14.7.08

Diario de Viaje México: Día 10 y 11. Valle de Bravo.

La verdad que plasmar en este post lo que significó para mí Valle de Bravo me resulta un tanto difícil. Un bosque colorido, mágico, colonial, lleno de historia, de leyendas, de gente que adora su lugar. Como todo pueblo, tiene su centrito, su plaza, su iglesia, sus costumbres... Valle de Bravo está rodeado de montañas, las calles suben y bajan, se respira un aire profundo y se ven imágenes que el ojo no está acostumbrado a percibir. Parece un lugar de peícula, de esos que uno pensaban que eran imposibles de conocer. Y yo estuve ahí. Y conocer un lugar con un "local" es muy diferente a viajar de turista, por más que vayas a los mejores hoteles. A estos pueblos, te tiene que llevar alguien que ya lo conozca. Y yo quiero volver y hacerle conocer a alguien más esto.
Miren los colores de la casa!!! Este complejo está bastante antes del pueblo en sí. Y de vista, el lago del valle.
Alberca de la casa. Primero jugamos un partido de tenis y después al agua!

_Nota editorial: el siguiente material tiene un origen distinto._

use crate::error::{Result, SmelterError};
use crate::flatten::Flattened;
use crate::types::{FlatTable, Table};
use std::collections::HashSet;
use tracing::warn;

/// Reattaches flattened columns to the rest of each row
///
/// Alignment is strictly positional: fragment `i` belongs to row `i`.
pub struct TableMerger {
    blob_column: usize,
    separator: String,
}

impl TableMerger {
    /// `blob_column` is the header position of the column being replaced
    pub fn new(blob_column: usize, separator: impl Into<String>) -> Self {
        TableMerger {
            blob_column,
            separator: separator.into(),
        }
    }

    /// Output header: retained input columns, then schema columns.
    ///
    /// A schema key that collides with a retained column is renamed
    /// `<blob><separator><key>` (with a numeric suffix if that still collides).
    pub fn header(&self, table: &Table, flattened: &Flattened) -> Vec<String> {
        let blob_name = table.header.get(self.blob_column).map(String::as_str).unwrap_or("blob");

        let mut header: Vec<String> = table
            .header
            .iter()
            .enumerate()
            .filter(|(i, _)| *i != self.blob_column)
            .map(|(_, name)| name.clone())
            .collect();
        let mut taken: HashSet<String> = header.iter().cloned().collect();

        for key in flattened.schema.keys() {
            let name = if taken.contains(key) {
                let base = format!("{}{}{}", blob_name, self.separator, key);
                let mut candidate = base.clone();
                let mut n = 2;
                while taken.contains(&candidate) {
                    candidate = format!("{}{}{}", base, self.separator, n);
                    n += 1;
                }
                warn!(
                    key = %key,
                    column = %candidate,
                    "flattened key collides with an existing column, renamed"
                );
                candidate
            } else {
                key.clone()
            };
            taken.insert(name.clone());
            header.push(name);
        }

        header
    }

    /// Merge rows with their fragments. A count mismatch aborts the batch.
    pub fn merge(&self, table: &Table, flattened: &Flattened) -> Result<FlatTable> {
        if table.rows.len() != flattened.fragments.len() {
            return Err(SmelterError::Alignment {
                rows: table.rows.len(),
                fragments: flattened.fragments.len(),
            });
        }

        let header = self.header(table, flattened);
        let retained = table.header.len().saturating_sub(1);

        let records = table
            .rows
            .iter()
            .zip(flattened.fragments.iter())
            .map(|(row, fragment)| {
                let mut record = Vec::with_capacity(retained + fragment.len());
                for column in 0..table.header.len() {
                    if column != self.blob_column {
                        record.push(row.cells.get(column).cloned().flatten());
                    }
                }
                record.extend(fragment.iter().cloned());
                record
            })
            .collect();

        Ok(FlatTable { header, records })
    }
}

#[cfg(test)]
mod tests {
    use super::*;
    use crate::flatten::ColumnFlattener;
    use crate::types::{Row, Structure};
    use serde_json::json;

    fn cell(s: &str) -> Option<String> {
        Some(s.to_string())
    }

    fn sample_table() -> Table {
        Table::new(
            vec!["name".into(), "address".into(), "tenant_id".into()],
            vec![
                Row::new(0, vec![cell("North"), cell("{}"), cell("t1")]),
                Row::new(1, vec![cell("South"), None, cell("t2")]),
            ],
        )
    }

    fn flattened(values: Vec<serde_json::Value>) -> Flattened {
        let structures: Vec<Structure> = values
            .into_iter()
            .map(|v| serde_json::from_value(v).unwrap())
            .collect();
        ColumnFlattener::new().flatten(&structures)
    }

    #[test]
    fn test_merge_drops_blob_and_appends_schema() {
        let table = sample_table();
        let flat = flattened(vec![json!({"city": "Reno"}), json!({"zip": "89501"})]);

        let merged = TableMerger::new(1, "_").merge(&table, &flat).unwrap();

        assert_eq!(merged.header, vec!["name", "tenant_id", "city", "zip"]);
        assert_eq!(
            merged.records,
            vec![
                vec![cell("North"), cell("t1"), cell("Reno"), None],
                vec![cell("South"), cell("t2"), None, cell("89501")],
            ]
        );
    }

    #[test]
    fn test_merge_rejects_fragment_mismatch() {
        let table = sample_table();
        let flat = flattened(vec![json!({"city": "Reno"})]);

        let err = TableMerger::new(1, "_").merge(&table, &flat).unwrap_err();

        assert!(matches!(err, SmelterError::Alignment { rows: 2, fragments: 1 }));
        assert!(err.to_string().contains("Merge stage"));
    }

    #[test]
    fn test_colliding_keys_are_renamed() {
        let table = sample_table();
        let flat = flattened(vec![json!({"name": "HQ", "tenant_id": "x"}), json!({})]);

        let merged = TableMerger::new(1, "_").merge(&table, &flat).unwrap();

        assert_eq!(
            merged.header,
            vec!["name", "tenant_id", "address_name", "address_tenant_id"]
        );
        assert_eq!(merged.records[0][2], cell("HQ"));
    }

    #[test]
    fn test_short_rows_fill_with_null() {
        let table = Table::new(
            vec!["name".into(), "address".into(), "tenant_id".into()],
            vec![Row::new(0, vec![cell("Only")])],
        );
        let flat = flattened(vec![json!({})]);

        let merged = TableMerger::new(1, "_").merge(&table, &flat).unwrap();

        assert_eq!(merged.records, vec![vec![cell("Only"), None]]);
    }
}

Era una tarde hermosa. No mucho calor, pero el agua estaba climatizada. Me había puesto protector 60 de lo que quemaba el sol, y al rato... El diluvio universal. Yo me quedé mucho en el agua con la lluvia porque me parecía una experiencia maravillosa. Pero cuando vi que la filmadora corría serios riesgos de seguir funcionando, salí.
Hay un negocio dedicado especialmente a duendes y en la puerta hay muñecos gigantes. Cuando me asustó el que era "de verdad" casi me muero de un infarto.
En el centro con Oli y su paleta de fresa. En pocas cuadras podemos encontrar muchísimas "Neverías y Paleterías": Helados de crema y de palito. La plaza principal. Me fui a caminar por alrededor a pleno sol, y sentí una paz hermosa. A unas pocas cuadras del centro, hacia abajo, se encuentra el "Embarcadero". Allí se pueden realizar actividades como Jet Sky, pasear en lancha por 40 dolares para 5 personas por una hora, se puede contratar para hacer parapente, andar en cuatriciclos, de todo. "Cascada Mágica". Díganme si esta escena no parece de ficción. Venía yo salida por el techo del auto filmando, y de repente vi que casi se nos viene un árbol encima en plena curva y bajada. Después vi que dos hombres se estaban ocupando del tema y que los de más abajo sacaban su mano para advertirnos que no pasemos. Claro que todo eso me doy cuenta ahora que vi la foto, jajajajj!
La carne antes de ser puesta a la parrilla, se la deja marinada en lima, cebolla y chile. Comimos un asado a lo mexicano pero me gustó. Mi cuerpo ya me pide picante, que horror!

3 comentarios:

Blogovido dijo...

¡Hermoso lugar! ¡Y tan cerca!

En el primer viaje no salías de McDonalds, ahora estás enchilada, no le vas a sentir el gusto a los ravioles acá :)

Jack dijo...

Hasta los duendes viajaronnn!!!!

eduardesky dijo...

uno de los duendes era de verdad!!!!!!???????

largando el mezcal.............

che lo de la carne no le veo gran diferencia con adobar con chimichurri, nunca adobaste una carne "unos dias pasadita"?